Tree and ensemble predicted survival functions for a single observation from simulated data (Scenario C with p = 50; see Section 4.1). Estimates are from the random survival forest (left) and oblique random survival forest (right).

In our simulated trials, the ORSF recorded higher Brier scores than gradient boosted decision trees. However, this pattern was reversed in the analysis of real data. This is likely due to the invalidity of the proportional hazards assumption in many of the real data problems we considered. These results suggest that in analyses where the proportional hazards assumption is entirely valid, the ORSF and other implementations of RFs for survival analyses may not be able to compete with gradient boosted decision trees or penalized Cox PH models.

In addition to LCIVs, early stopping and class-specific shrinkage of categorical predictors are important components of the ORSF that are based on the CIF (Nasejje et al., 2017). The protocol described by Breiman (1984) is known to result in overfitting and a selection bias towards covariates with many possible splits (i.e., unordered categorical variables) (Hothorn, Hornik and Zeileis, 2006). The ORSF and CIF each apply a mechanism for early stopping if a certain level of statistical association is not measured, and this may explain why both the ORSF and the CIF provided relatively low concordance error.

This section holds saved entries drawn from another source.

use std::collections::BTreeSet;

use chrono::{DateTime, Utc};
use serde::{Deserialize, Serialize};
use uuid::Uuid;

use crate::domain::node::NodeId;

/// Lifecycle phase of the single active incident.
#[derive(Debug, Clone, Copy, Serialize, Deserialize, PartialEq, Eq, Default, Hash)]
#[serde(rename_all = "snake_case")]
pub enum IncidentPhase {
    #[default]
    Idle,
    Detected,
    AwaitingVoice,
    RouteReady,
    Cleared,
}

impl IncidentPhase {
    pub fn as_str(&self) -> &'static str {
        match self {
            Self::Idle => "idle",
            Self::Detected => "detected",
            Self::AwaitingVoice => "awaiting_voice",
            Self::RouteReady => "route_ready",
            Self::Cleared => "cleared",
        }
    }

    pub fn parse(s: &str) -> Option<Self> {
        match s {
            "idle" => Some(Self::Idle),
            "detected" => Some(Self::Detected),
            "awaiting_voice" => Some(Self::AwaitingVoice),
            "route_ready" => Some(Self::RouteReady),
            "cleared" => Some(Self::Cleared),
            _ => None,
        }
    }
}

/// Lifecycle phase of a voice-agent session.
#[derive(Debug, Clone, Copy, Serialize, Deserialize, PartialEq, Eq, Default)]
#[serde(rename_all = "snake_case")]
pub enum VoicePhase {
    #[default]
    Requested,
    Listening,
    LocationConfirmed,
    Closed,
}

impl VoicePhase {
    pub fn as_str(&self) -> &'static str {
        match self {
            Self::Requested => "requested",
            Self::Listening => "listening",
            Self::LocationConfirmed => "location_confirmed",
            Self::Closed => "closed",
        }
    }
}

/// A voice-agent session owned by the incident state machine.
///
/// The poller supervisor only ever holds a cancellation handle for the
/// session poller, never this data.
#[derive(Debug, Clone, Serialize, Deserialize)]
pub struct VoiceSession {
    pub session_id: String,
    pub phase: VoicePhase,
    pub confirmed_location: Option<NodeId>,
    pub started_at: DateTime<Utc>,
}

impl VoiceSession {
    pub fn new(session_id: impl Into<String>) -> Self {
        Self {
            session_id: session_id.into(),
            phase: VoicePhase::Requested,
            confirmed_location: None,
            started_at: Utc::now(),
        }
    }

    pub fn listening(&mut self) {
        self.phase = VoicePhase::Listening;
    }

    pub fn confirm(&mut self, location: NodeId) {
        self.confirmed_location = Some(location);
        self.phase = VoicePhase::LocationConfirmed;
    }

    pub fn close(&mut self) {
        self.phase = VoicePhase::Closed;
    }
}

/// An evacuation route as applied to the view. Replaced wholesale on every
/// accepted path response, never merged.
#[derive(Debug, Clone, Serialize, Deserialize)]
pub struct EvacuationPath {
    pub source_node: NodeId,
    pub sequence: Vec<NodeId>,
    pub cost: f64,
    pub computed_at: DateTime<Utc>,
}

/// Crowd sighting reported by the world-state scanner. Pass-through data
/// for the view; never feeds a transition.
#[derive(Debug, Clone, Serialize, Deserialize, PartialEq)]
pub struct CrowdEstimate {
    pub node_id: NodeId,
    pub people_count: u32,
}

/// One row of the operator-facing timeline.
#[derive(Debug, Clone, Serialize, Deserialize, PartialEq)]
pub struct TimelineEvent {
    pub time: String,
    pub label: String,
    pub is_current: bool,
}

/// Append-only event log with one contiguous "current" suffix.
#[derive(Debug, Clone, Serialize, Deserialize)]
pub struct Timeline {
    events: Vec<TimelineEvent>,
}

impl Timeline {
    /// A fresh timeline with "Normal monitoring" as its sole current event.
    pub fn normal_monitoring(now: DateTime<Utc>) -> Self {
        let mut timeline = Self { events: Vec::new() };
        timeline.append("Normal monitoring", now);
        timeline
    }

    /// Append a new current event. Previously current events stay current;
    /// call [`Timeline::seal`] first to start a new suffix.
    pub fn append(&mut self, label: impl Into<String>, now: DateTime<Utc>) {
        self.events.push(TimelineEvent {
            time: now.format("%H:%M").to_string(),
            label: label.into(),
            is_current: true,
        });
    }

    /// Demote every event to history, so the next append starts a new
    /// current suffix.
    pub fn seal(&mut self) {
        for event in &mut self.events {
            event.is_current = false;
        }
    }

    pub fn events(&self) -> &[TimelineEvent] {
        &self.events
    }

    pub fn len(&self) -> usize {
        self.events.len()
    }

    pub fn is_empty(&self) -> bool {
        self.events.is_empty()
    }

    /// Length of the trailing run of current events. Everything before it
    /// must be history for the timeline to be well formed.
    pub fn current_suffix_len(&self) -> usize {
        self.events
            .iter()
            .rev()
            .take_while(|e| e.is_current)
            .count()
    }

    /// True when all current events form one contiguous suffix.
    pub fn is_well_formed(&self) -> bool {
        let suffix = self.current_suffix_len();
        self.events[..self.events.len() - suffix]
            .iter()
            .all(|e| !e.is_current)
    }
}

/// The single source of truth for the active incident.
///
/// Exactly one instance exists at a time. It is mutated exclusively by the
/// incident state machine's transition function; adapters and pollers only
/// deliver inputs.
#[derive(Debug, Clone, Serialize, Deserialize)]
pub struct IncidentState {
    pub id: Uuid,
    pub phase: IncidentPhase,
    pub danger_set: BTreeSet<NodeId>,
    pub active_path: Option<EvacuationPath>,
    pub voice_session: Option<VoiceSession>,
    pub crowd_data: Vec<CrowdEstimate>,
    pub timeline: Timeline,
}

impl IncidentState {
    pub fn new(now: DateTime<Utc>) -> Self {
        Self {
            id: Uuid::new_v4(),
            phase: IncidentPhase::Idle,
            danger_set: BTreeSet::new(),
            active_path: None,
            voice_session: None,
            crowd_data: Vec::new(),
            timeline: Timeline::normal_monitoring(now),
        }
    }

    /// Reset to normal monitoring: a new incident id, empty danger set,
    /// no path, no voice session, sole timeline event.
    pub fn reset(&mut self, now: DateTime<Utc>) {
        self.id = Uuid::new_v4();
        self.phase = IncidentPhase::Idle;
        self.danger_set.clear();
        self.active_path = None;
        self.voice_session = None;
        self.crowd_data.clear();
        self.timeline = Timeline::normal_monitoring(now);
    }

    /// Union new danger nodes into the set. Returns how many were new.
    /// Nodes are never removed except through [`IncidentState::reset`].
    pub fn absorb_danger(&mut self, nodes: impl IntoIterator<Item = NodeId>) -> usize {
        let before = self.danger_set.len();
        self.danger_set.extend(nodes);
        self.danger_set.len() - before
    }
}

impl Default for IncidentState {
    fn default() -> Self {
        Self::new(Utc::now())
    }
}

We speculate that early stopping prevents these ensembles from growing decision trees that overfit the training data. However, the ORSF and CIF also provided relatively unimpressive Brier scores in our simulation study and real data analysis compared to gradient boosted decision trees. Therefore, we speculate that early stopping may also prevent decision trees from partitioning a training with a granularity that estimates survival probability as accurately as gradient boosting, especially when the proportional hazard assumption is entirely valid (i.e., scenarios A and B in our simulation study).

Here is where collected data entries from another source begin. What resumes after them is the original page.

//! Domain types for the incident-response console.
//!
//! This crate holds the campus graph registry and the incident aggregate.
//! It is pure data plus validation: no IO, no timers, no network.

pub mod domain;
pub mod error;

pub use domain::*;
pub use error::CoreError;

8.3. Limitations and Future research.

The additional computational resources required by the ORSF are a clear limitation. While future development and optimization of the C++ routines in the obliqueRSF package may alleviate this limitation, there are several additional topics of interest. For example, the ORSF could be extended to assess the importance of individual variables or clusters of variables. Multiple imputation could be incorporated into the ORSF by imputing missing values separately for each tree in the ensemble using a shared imputation model or a shared set of imputation models. To generate additional diversity in the ensemble, a stochastic error term could be added to the imputation model’s predictions. Predictions from the the ORSF could also be linked to programs that operate on the predicted values of a tree-based ensemble learning algorithm, such as the method of conducting statistical inference introduced by Mentch and Hooker (2016) or the efficient method to compute Shapley additive explanatory values discussed in Lundberg, Erion and Lee (2018). Last, a hybrid algorithm for ORSF that applies cross-validation conditional on sufficient sample size in the current node could be developed. In summary, the obliqueRSF R package offers a powerful learning algorithm, the ORSF (and optionally, the ORSFCV), which may exceed the performance of state-of-the-art learning methods for right-censored time-to-event analyses.